The breakthrough insight: the cell's mismatch repair (MMR) system often "corrects" the edit back to the original sequence. PE4 and PE5 addressed this by transiently co-expressing a dominant-negative MLH1 protein (MLH1dn) to inhibit endogenous MMR. PE4 improved efficiency ~7.7-fold over PE2 for certain edits. This was a paradigm shift — working with the cell's biology rather than fighting it.

PE6 (2023-2024) — Solving the Delivery Problem

The PE6 family, developed through Liu's PACE directed evolution system, addressed a critical bottleneck: the prime editor protein (~6.3 kb coding sequence) is too large for a single AAV vector (~4.7 kb capacity).

  • PE6a and PE6b use compact RT domains from bacterial retron and yeast retrotransposon RTs, small enough for potential single-AAV delivery
  • PE6c and PE6d are further evolved variants that balance compactness with efficiency for complex edits
  • The PE6 family achieves 2-20x greater efficiency than previous versions while being significantly smaller

PE7 (2024) — The La Protein Revolution

Published in Nature in 2024, PE7 represents a conceptual leap. Through genome-scale CRISPR-interference screens, Liu's lab identified the La protein — a ubiquitous RNA-binding protein — as the strongest mediator of prime editing efficiency.

La naturally protects RNA polymerase III transcripts from exonuclease degradation. By fusing La's N-terminal domain to the prime editor, PE7 stabilizes pegRNAs inside the cell, dramatically extending their functional lifetime.

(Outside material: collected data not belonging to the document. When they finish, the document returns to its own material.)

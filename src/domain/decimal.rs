//! Decimal numeric type for USD prices and display-scaled amounts.
//!
//! Raw on-chain quantities never pass through this type; they stay in `U256`
//! fixed point (see [`super::amount`]) and are converted only at the edges.

use rust_decimal::Decimal as RustDecimal;
use serde::{Deserialize, Serialize};
use std::fmt;
use std::str::FromStr;

/// Lossless decimal backed by rust_decimal.
///
/// Serializes to (and deserializes from) a JSON number, which is the shape
/// price APIs hand back.
#[derive(
    Debug, Clone, Copy, Default, PartialEq, Eq, PartialOrd, Ord, Hash, Serialize, Deserialize,
)]
pub struct Decimal(#[serde(with = "rust_decimal::serde::float")] RustDecimal);

impl Decimal {
    pub fn new(value: RustDecimal) -> Self {
        Decimal(value)
    }

    /// Parse a Decimal from a string losslessly.
    ///
    /// # Errors
    /// Returns an error if the string is not a valid decimal number.
    pub fn from_str_canonical(s: &str) -> Result<Self, rust_decimal::Error> {
        RustDecimal::from_str(s).map(Decimal)
    }

    /// Canonical string: trailing zeros removed, never exponent notation.
    pub fn to_canonical_string(&self) -> String {
        format!("{}", self.0.normalize())
    }

    pub fn inner(&self) -> RustDecimal {
        self.0
    }

    pub fn zero() -> Self {
        Decimal(RustDecimal::ZERO)
    }

    pub fn one() -> Self {
        Decimal(RustDecimal::ONE)
    }

    /// Largest representable value.
    pub fn max() -> Self {
        Decimal(RustDecimal::MAX)
    }

    pub fn hundred() -> Self {
        Decimal(RustDecimal::ONE_HUNDRED)
    }

    pub fn is_zero(&self) -> bool {
        self.0.is_zero()
    }

    /// Returns true if the value is < 0.
    pub fn is_negative(&self) -> bool {
        !self.is_zero() && self.0.is_sign_negative()
    }

    /// Division that reports overflow and a zero divisor as `None`.
    pub fn checked_div(self, rhs: Decimal) -> Option<Decimal> {
        self.0.checked_div(rhs.0).map(Decimal)
    }

    pub fn checked_mul(self, rhs: Decimal) -> Option<Decimal> {
        self.0.checked_mul(rhs.0).map(Decimal)
    }

    pub fn checked_sub(self, rhs: Decimal) -> Option<Decimal> {
        self.0.checked_sub(rhs.0).map(Decimal)
    }
}

impl fmt::Display for Decimal {
    fn fmt(&self, f: &mut fmt::Formatter<'_>) -> fmt::Result {
        write!(f, "{}", self.to_canonical_string())
    }
}

impl FromStr for Decimal {
    type Err = rust_decimal::Error;

    fn from_str(s: &str) -> Result<Self, Self::Err> {
        Self::from_str_canonical(s)
    }
}

impl From<RustDecimal> for Decimal {
    fn from(value: RustDecimal) -> Self {
        Decimal(value)
    }
}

The results were stunning: 21.2-fold improvement over PE2 with standard pegRNAs, and 10.8-fold improvement at disease-related loci. PE7 fundamentally closed the efficiency gap between prime editing and base editing at many genomic targets.

PE7 + AI-Designed MLH1-SB (2025) — The Cutting Edge

Published in Cell in 2025, researchers used RFdiffusion (an AI protein design tool) to create MLH1 small binders (MLH1-SBs) — just 82 amino acids — that disrupt the MLH1-PMS2 mismatch repair complex more efficiently than the much larger MLH1dn protein.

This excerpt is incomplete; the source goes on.